Another concern is whether the law will cover victims of crimes committed by the so-called "neo-paramilitaries" or "criminal gangs". These are the successor groups that sprung up following the 2005 formal demobilisation of the country's main paramilitary umbrella organization, the Self-Defence Forces of Colombia (AUC). By many accounts these entities have been the most active in land dispossession during the past five years.

Critics have also highlighted the difficulty of protecting those who attempt to return to their lands under the new law, without dealing with the issue of the continuing links between various political actors and the paramilitary groups who were mainly responsible for clearing the lands in the first place. Over a dozen land rights activists were murdered in 2011 and organizations warn that attempts to return dispossessed lands could spark a whole new wave of violence.

Of special concern to Minority Rights Group International (MRG) is that the extant version of the Victims’ Law does not apply to Afro-Colombians and indigenous peoples, who have been among the main victims of land dispossession.

The government explains that a separate provision is being made by presidential decree that is expected in 2012 following consultation with the respective communities.

With an estimated 15 percent of IDPs being classified as indigenous, these communities have established a national level round table (Mesa Indígena), have prepared their own draft decree with special provisions, and are negotiating with the government over reconciling their draft with the government's version. They have also agreed to a set of prior consultation meetings to be held at national, regional and departmental levels.

In the case of the one and a half million plus Afro-Colombians who make up an estimated 35 percent of IDPs, an informal representative body called the National Round Table of Afro-Colombians has been established, which has been developing its own concrete proposal for the decree. However it is not officially recognised by the government, which has opted for dialogue using its own national and department-level consultative commissions for Afro-Colombians.

Activists point out that these government regulated commissions were set up under government decree without prior consultation, and are not considered by most communities as being truly representative.

Afro-Colombians, through their own community councils, have already presented petitions demanding direct local level participation in the process. As a result, the government has not yet convened meetings with Afro-Colombian communities to discuss its draft text or to establish the methodology for prior consultation.

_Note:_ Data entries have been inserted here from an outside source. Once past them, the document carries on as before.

//! User-visible failure notifications.
//!
//! Failed fetches raise a single banner that stays until a fetch succeeds.
//! Failed transitions raise dismissible alerts, one per failure.

use std::sync::{Mutex, MutexGuard, PoisonError};

use chrono::{DateTime, Utc};
use tracing::warn;
use uuid::Uuid;

/// Identifier of a dismissible alert.
pub type NoticeId = Uuid;

#[derive(Debug, Clone, PartialEq, Eq)]
pub struct Notice {
    pub id: NoticeId,
    pub message: String,
    pub raised_at: DateTime<Utc>,
}

#[derive(Debug, Default)]
struct NoticeState {
    banner: Option<String>,
    alerts: Vec<Notice>,
}

#[derive(Debug, Default)]
pub struct Notices {
    state: Mutex<NoticeState>,
}

impl Notices {
    pub fn new() -> Self {
        Self::default()
    }

    fn lock(&self) -> MutexGuard<'_, NoticeState> {
        self.state.lock().unwrap_or_else(PoisonError::into_inner)
    }

    /// Raises a dismissible alert and returns its id.
    pub fn alert(&self, message: impl Into<String>) -> NoticeId {
        let notice = Notice {
            id: Uuid::new_v4(),
            message: message.into(),
            raised_at: Utc::now(),
        };
        warn!(message = %notice.message, "alert raised");
        let id = notice.id;
        self.lock().alerts.push(notice);
        id
    }

    /// Removes an alert. Returns `false` if it was already gone.
    pub fn dismiss(&self, id: NoticeId) -> bool {
        let mut state = self.lock();
        let before = state.alerts.len();
        state.alerts.retain(|n| n.id != id);
        state.alerts.len() != before
    }

    /// Snapshot of the outstanding alerts, oldest first.
    pub fn alerts(&self) -> Vec<Notice> {
        self.lock().alerts.clone()
    }

    pub fn set_banner(&self, message: impl Into<String>) {
        self.lock().banner = Some(message.into());
    }

    pub fn clear_banner(&self) {
        self.lock().banner = None;
    }

    pub fn banner(&self) -> Option<String> {
        self.lock().banner.clone()
    }
}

Cesar Rodriguez, of the Racial Discrimination Observatory at Colombia's University of the Andes, says that one reason indigenous groups have been successful thus far in advancing the consultation process, is due to the manner in which the process itself is conducted between their representative body and the state. For instance, the Mesa Indígena agreed on the basic methodology that would be used during the consultation with the government at the very beginning of the process.

Without a representative body equivalent to the Mesa Indígena, Afro-Colombian consultative meetings have included many disparate groups who may not necessarily share the same goals.

Afro-Colombian rights organization CIMMARON explains, ‘Afro-Colombian communities are relatively large and varied with respect to reparation needs, political organization, policy priorities and success in obtaining collective land titles, so they also sometimes need special “private” spaces for internal reflection and consensus-building during encounters with the government.’

Meanwhile MRG, while praising the reconciliation efforts by the Colombian government, points out that the right of indigenous and Afro-Colombian populations to receive full and just compensation needs to be reflected in separate decrees for each ethnic group, since the requirements of each group are significantly different, and one single blanket decree cannot possibly address their issues adequately.

MRG cautions that the government needs to make sure that logistical concerns are not used as reasons to limit the quality of the consultative process and reminds the government that Colombia is party to ILO Convention 169, which mandates states to follow meaningful consultation with such groups, with a view to obtaining their free, prior and informed consent.

According to MRG’s Legal Cases Officer, Carla Clarke, ‘The ultimate success of the Victims’ Law will be measured by whether people actually get their lands back both in name and fact. The consultation process has to take into account all the specific issues affecting these communities so that justice is not only served, but is also seen as being fully served.’